After almost two years of pain, including eight months of excrutiating pain, I was diagnosed at age 63 with pancreatic cancer.

Four weeks later, on Jan. 17, 2006, my surgeon removed a 6-cm. adenocarcinoma along with the tail of my pancreas. Remarkably, there was no evidence that the cancer had spread.

However, because pancreatic cancer has a nasty habit of recurring, I underwent chemotherapy for a six-month period. (I agreed to participate in a clinical trial for the drug Gemcitabine.) I tolerated the treatments well and am now feeling well.

A diagnosis of cancer changes one's life in an instant.

Fortunately, blessings accompany the darkness.

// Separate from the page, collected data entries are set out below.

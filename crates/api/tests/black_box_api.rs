use std::time::Duration;

use dashgate_api::GatewayConfig;
use reqwest::{StatusCode, Url};
use serde_json::{json, Value};
use wiremock::matchers::{body_bytes, body_json, header, method, path, query_param};
use wiremock::{Mock, MockServer, ResponseTemplate};

struct TestServer {
    base_url: String,
    handle: tokio::task::JoinHandle<()>,
}

impl TestServer {
    async fn spawn(upstream_base: &str) -> Self {
        let config = GatewayConfig::new(Url::parse(upstream_base).unwrap());
        Self::spawn_with(config).await
    }

    async fn spawn_with(config: GatewayConfig) -> Self {
        dashgate_observability::init_for_tests();

        // Same router as prod, bound to an ephemeral port.
        let app = dashgate_api::build_app(config).expect("failed to build app");
        let listener = tokio::net::TcpListener::bind("127.0.0.1:0")
            .await
            .expect("failed to bind ephemeral port");
        let addr = listener.local_addr().unwrap();
        let base_url = format!("http://{}", addr);

        let handle = tokio::spawn(async move {
            axum::serve(listener, app).await.unwrap();
        });

        Self { base_url, handle }
    }

    fn url(&self, path: &str) -> String {
        format!("{}{}", self.base_url, path)
    }
}

impl Drop for TestServer {
    fn drop(&mut self) {
        self.handle.abort();
    }
}

fn upstream_base(mock: &MockServer) -> String {
    format!("{}/v1", mock.uri())
}

/// A base URL nothing listens on.
async fn dead_upstream() -> String {
    let listener = tokio::net::TcpListener::bind("127.0.0.1:0").await.unwrap();
    let addr = listener.local_addr().unwrap();
    drop(listener);
    format!("http://{}/v1", addr)
}

fn profile() -> Value {
    json!({
        "id": 7,
        "role_id": 2,
        "reference": "OP-7",
        "first_name": "Ada",
        "last_name": "Okafor",
        "email": "ada@example.com",
        "phone": null,
        "avatar": null,
        "push": false,
        "role": {"name": "Scheduler", "meta": ["view_events"]}
    })
}

fn set_cookie(res: &reqwest::Response) -> Option<String> {
    res.headers()
        .get(reqwest::header::SET_COOKIE)
        .map(|v| v.to_str().unwrap().to_string())
}

#[tokio::test]
async fn health_does_not_need_upstream() {
    let srv = TestServer::spawn(&dead_upstream().await).await;
    let res = reqwest::get(srv.url("/health")).await.unwrap();
    assert_eq!(res.status(), StatusCode::OK);
}

#[tokio::test]
async fn login_issues_http_only_cookie_and_hides_token() {
    let upstream = MockServer::start().await;
    Mock::given(method("POST"))
        .and(path("/v1/auth/login"))
        .and(body_json(json!({"email": "ada@example.com", "password": "pw"})))
        .respond_with(
            ResponseTemplate::new(200).set_body_json(json!({"status": 200, "token": "abc", "user": profile()})),
        )
        .expect(1)
        .mount(&upstream)
        .await;

    let srv = TestServer::spawn(&upstream_base(&upstream)).await;
    let res = reqwest::Client::new()
        .post(srv.url("/api/auth/login"))
        .json(&json!({"email": "ada@example.com", "password": "pw"}))
        .send()
        .await
        .unwrap();

    assert_eq!(res.status(), StatusCode::OK);
    let cookie = set_cookie(&res).expect("credential cookie");
    assert!(cookie.starts_with("dashboard_session=abc;"));
    assert!(cookie.contains("HttpOnly"));
    assert!(cookie.contains("Path=/"));
    assert!(cookie.contains("Max-Age=777600"));

    let body: Value = res.json().await.unwrap();
    assert!(body.get("token").is_none());
    assert_eq!(body["user"]["email"], "ada@example.com");

    // Login is an unauthenticated upstream call.
    let received = upstream.received_requests().await.unwrap();
    assert!(received[0].headers.get("authorization").is_none());
}
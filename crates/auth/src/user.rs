//! Operator profile as returned by the upstream on login and profile refresh.

use serde::{Deserialize, Serialize};
use serde_json::Value;

use dashgate_core::{RoleId, UserId};

use crate::Role;

// ─────────────────────────────────────────────────────────────────────────────
// User Profile
// ─────────────────────────────────────────────────────────────────────────────

/// The signed-in operator.
///
/// # Invariants
/// - `role.meta` is the only source of permissions; nothing else on the
///   profile grants access.
#[derive(Debug, Clone, PartialEq, Eq, Serialize, Deserialize)]
pub struct UserProfile {
    pub id: UserId,
    pub role_id: RoleId,
    #[serde(default)]
    pub reference: String,
    #[serde(default)]
    pub first_name: String,
    #[serde(default)]
    pub last_name: String,
    pub email: String,
    #[serde(default)]
    pub phone: Option<String>,
    #[serde(default)]
    pub avatar: Option<String>,
    #[serde(default)]
    pub push: bool,
    pub role: Role,
}

impl UserProfile {
    /// Extract a profile from a gateway response body.
    ///
    /// Upstream wraps the profile differently per endpoint: `{user}`,
    /// `{data: {user}}`, `{data}` or the bare profile object.
    pub fn from_payload(payload: &Value) -> Result<Self, serde_json::Error> {
        let candidate = payload
            .get("user")
            .or_else(|| payload.get("data").and_then(|d| d.get("user")))
            .or_else(|| payload.get("data").filter(|d| d.get("role").is_some()))
            .unwrap_or(payload);

        Self::deserialize(candidate)
    }
}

I quickly developed an acute awareness of what matters. Instead of my job dominating my life, I'm now walking daily in the river valley with my new puppy, training to be a volunteer court support worker with the John Howard Society, trying out Tai Chi, returning to my love of sewing, and — best of all — enjoying time with my grandchildren. And I plan to walk the Camino de Santiago in either the spring or fall to celebrate my 65th birthday.

My experience has been that cancer brings out the best in us. I've been the recipient of wonderful gifts of loving care and support from family and friends that otherwise might not have surfaced. And my relationships with my daughters have deepened. Last Christmas, following my diagnosis, we had our best Christmas ever.

Pancreatic cancer is both rare and deadly. It represents just 2-3 per cent of all cancers, and overall only 6 per cent survive five years (Canadian Cancer Society statistic).

It's a difficult cancer to diagnose. And by the time it's detected, it's usually too late for treatment.

However, for people like me whose tumour was resectable, the five-year survival rate is 10-20 per cent depending on the pathology.

In spite of the grim statistics, I feel calm, peaceful, and positive. I plan on being one of the lucky ones.